Task to carry out: Report each line from the records where the string "unavailable" turns up.

◆ ◆ ◆ ◆

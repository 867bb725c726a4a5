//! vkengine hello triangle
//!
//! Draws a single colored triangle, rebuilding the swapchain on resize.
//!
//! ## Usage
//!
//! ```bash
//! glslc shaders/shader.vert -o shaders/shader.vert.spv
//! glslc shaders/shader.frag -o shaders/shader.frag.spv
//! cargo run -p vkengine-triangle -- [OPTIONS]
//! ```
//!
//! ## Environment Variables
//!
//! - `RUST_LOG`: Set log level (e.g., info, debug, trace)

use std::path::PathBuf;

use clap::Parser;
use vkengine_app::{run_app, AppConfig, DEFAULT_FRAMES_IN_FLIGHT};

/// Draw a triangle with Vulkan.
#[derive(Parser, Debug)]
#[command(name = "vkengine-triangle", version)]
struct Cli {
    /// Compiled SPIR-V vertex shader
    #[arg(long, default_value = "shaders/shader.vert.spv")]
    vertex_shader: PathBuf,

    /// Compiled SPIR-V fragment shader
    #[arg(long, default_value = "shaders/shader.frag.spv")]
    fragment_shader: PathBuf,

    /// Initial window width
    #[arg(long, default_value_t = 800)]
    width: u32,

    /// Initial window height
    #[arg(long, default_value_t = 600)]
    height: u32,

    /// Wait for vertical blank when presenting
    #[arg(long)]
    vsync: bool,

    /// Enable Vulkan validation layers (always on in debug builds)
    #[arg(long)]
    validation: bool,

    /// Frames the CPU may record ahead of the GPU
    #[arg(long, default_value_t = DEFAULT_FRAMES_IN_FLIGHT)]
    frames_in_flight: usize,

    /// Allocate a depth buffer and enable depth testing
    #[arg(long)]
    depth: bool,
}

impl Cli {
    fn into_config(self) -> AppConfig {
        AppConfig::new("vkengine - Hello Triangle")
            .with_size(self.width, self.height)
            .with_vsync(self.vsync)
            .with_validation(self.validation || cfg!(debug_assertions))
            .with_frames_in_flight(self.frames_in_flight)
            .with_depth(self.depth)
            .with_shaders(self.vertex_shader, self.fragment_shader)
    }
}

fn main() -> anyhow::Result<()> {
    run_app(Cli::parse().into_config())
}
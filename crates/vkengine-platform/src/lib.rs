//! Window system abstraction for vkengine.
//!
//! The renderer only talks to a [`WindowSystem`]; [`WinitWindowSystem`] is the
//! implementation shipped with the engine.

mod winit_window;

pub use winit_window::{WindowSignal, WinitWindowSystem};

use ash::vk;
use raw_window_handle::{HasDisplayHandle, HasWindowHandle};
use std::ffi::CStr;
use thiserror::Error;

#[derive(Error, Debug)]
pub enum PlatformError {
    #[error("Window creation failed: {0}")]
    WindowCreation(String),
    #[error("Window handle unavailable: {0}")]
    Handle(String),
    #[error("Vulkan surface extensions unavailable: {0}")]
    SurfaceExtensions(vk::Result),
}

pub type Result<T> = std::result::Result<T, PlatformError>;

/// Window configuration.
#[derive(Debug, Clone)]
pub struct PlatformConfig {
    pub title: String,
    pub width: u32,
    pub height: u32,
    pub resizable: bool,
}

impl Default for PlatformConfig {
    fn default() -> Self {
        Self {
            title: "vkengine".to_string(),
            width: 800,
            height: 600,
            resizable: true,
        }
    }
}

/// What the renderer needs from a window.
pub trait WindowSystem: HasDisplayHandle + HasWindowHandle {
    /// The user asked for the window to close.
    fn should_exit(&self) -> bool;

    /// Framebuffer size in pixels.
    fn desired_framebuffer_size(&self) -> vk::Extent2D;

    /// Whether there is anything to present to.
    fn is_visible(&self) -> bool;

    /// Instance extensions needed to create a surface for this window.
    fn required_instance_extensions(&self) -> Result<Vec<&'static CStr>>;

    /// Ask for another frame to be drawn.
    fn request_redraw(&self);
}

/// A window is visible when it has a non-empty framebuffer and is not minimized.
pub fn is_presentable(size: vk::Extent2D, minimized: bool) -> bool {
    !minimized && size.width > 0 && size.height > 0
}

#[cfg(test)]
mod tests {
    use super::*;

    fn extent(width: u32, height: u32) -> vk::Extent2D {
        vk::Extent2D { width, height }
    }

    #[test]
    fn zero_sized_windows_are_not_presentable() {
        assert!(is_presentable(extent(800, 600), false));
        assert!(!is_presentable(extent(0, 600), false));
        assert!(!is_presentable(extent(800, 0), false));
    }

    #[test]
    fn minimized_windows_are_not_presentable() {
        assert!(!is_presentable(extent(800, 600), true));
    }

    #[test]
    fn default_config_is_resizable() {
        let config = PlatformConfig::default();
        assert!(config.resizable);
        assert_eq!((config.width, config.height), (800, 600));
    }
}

◆ ◆ ◆ ◆

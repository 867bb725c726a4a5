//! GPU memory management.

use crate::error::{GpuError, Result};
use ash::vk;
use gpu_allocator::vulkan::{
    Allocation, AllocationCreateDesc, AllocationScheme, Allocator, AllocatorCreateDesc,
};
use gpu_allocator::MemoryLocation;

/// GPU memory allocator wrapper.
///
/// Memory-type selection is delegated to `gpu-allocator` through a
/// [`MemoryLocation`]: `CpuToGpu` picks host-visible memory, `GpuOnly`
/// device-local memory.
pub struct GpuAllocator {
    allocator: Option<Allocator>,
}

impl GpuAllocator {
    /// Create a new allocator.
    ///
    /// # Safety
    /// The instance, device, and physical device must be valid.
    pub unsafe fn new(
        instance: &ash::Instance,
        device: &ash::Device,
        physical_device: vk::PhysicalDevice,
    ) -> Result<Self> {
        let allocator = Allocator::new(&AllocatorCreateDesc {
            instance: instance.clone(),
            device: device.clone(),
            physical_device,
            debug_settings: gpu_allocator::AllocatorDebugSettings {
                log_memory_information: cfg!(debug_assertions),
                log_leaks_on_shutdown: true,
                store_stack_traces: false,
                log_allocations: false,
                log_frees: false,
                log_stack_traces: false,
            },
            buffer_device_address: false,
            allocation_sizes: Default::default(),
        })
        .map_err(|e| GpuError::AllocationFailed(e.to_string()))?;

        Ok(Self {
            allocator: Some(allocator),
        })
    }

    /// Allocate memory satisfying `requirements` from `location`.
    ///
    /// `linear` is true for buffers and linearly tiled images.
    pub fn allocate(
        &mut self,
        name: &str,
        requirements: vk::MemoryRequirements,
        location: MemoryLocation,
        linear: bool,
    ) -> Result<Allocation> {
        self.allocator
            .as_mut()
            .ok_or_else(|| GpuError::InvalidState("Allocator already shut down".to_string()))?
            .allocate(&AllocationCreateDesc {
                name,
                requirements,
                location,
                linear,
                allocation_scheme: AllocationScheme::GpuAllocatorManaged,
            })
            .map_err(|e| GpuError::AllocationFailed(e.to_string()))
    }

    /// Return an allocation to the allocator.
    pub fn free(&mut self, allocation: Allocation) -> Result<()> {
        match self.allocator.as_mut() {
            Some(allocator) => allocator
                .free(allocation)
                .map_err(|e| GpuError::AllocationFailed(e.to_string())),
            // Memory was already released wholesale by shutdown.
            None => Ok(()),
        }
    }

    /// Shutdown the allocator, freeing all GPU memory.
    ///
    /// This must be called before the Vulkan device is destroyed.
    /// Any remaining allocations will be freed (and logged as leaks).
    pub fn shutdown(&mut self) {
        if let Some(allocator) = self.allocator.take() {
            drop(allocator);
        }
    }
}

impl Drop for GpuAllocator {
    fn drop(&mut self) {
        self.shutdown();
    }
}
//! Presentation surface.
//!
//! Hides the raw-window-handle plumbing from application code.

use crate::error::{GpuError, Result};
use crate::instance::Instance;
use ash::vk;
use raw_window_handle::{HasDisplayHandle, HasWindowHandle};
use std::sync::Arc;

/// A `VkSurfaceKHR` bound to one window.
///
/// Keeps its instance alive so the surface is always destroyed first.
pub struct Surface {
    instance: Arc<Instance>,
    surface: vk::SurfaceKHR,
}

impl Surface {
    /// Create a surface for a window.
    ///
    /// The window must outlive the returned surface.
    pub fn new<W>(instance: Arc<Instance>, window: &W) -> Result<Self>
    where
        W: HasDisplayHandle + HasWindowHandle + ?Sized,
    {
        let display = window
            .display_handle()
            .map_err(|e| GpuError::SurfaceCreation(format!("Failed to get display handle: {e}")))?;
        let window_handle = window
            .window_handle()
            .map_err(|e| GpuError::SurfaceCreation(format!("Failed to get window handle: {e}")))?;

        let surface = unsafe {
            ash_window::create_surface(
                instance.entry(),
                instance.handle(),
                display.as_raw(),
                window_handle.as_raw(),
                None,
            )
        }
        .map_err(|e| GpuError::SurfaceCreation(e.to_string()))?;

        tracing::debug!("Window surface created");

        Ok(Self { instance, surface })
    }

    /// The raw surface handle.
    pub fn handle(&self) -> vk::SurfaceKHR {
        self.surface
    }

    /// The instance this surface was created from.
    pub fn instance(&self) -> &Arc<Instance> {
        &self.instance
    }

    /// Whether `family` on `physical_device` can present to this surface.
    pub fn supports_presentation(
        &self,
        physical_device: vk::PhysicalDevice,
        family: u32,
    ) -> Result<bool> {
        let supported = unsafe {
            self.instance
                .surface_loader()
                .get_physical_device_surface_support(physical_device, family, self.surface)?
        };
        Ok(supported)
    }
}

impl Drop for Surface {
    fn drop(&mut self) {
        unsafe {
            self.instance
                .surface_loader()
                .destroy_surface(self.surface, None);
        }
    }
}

◆ ◆ ◆ ◆

Solution to the exercise:
    #[error("Window handle unavailable: {0}")]
    #[error("Vulkan surface extensions unavailable: {0}")]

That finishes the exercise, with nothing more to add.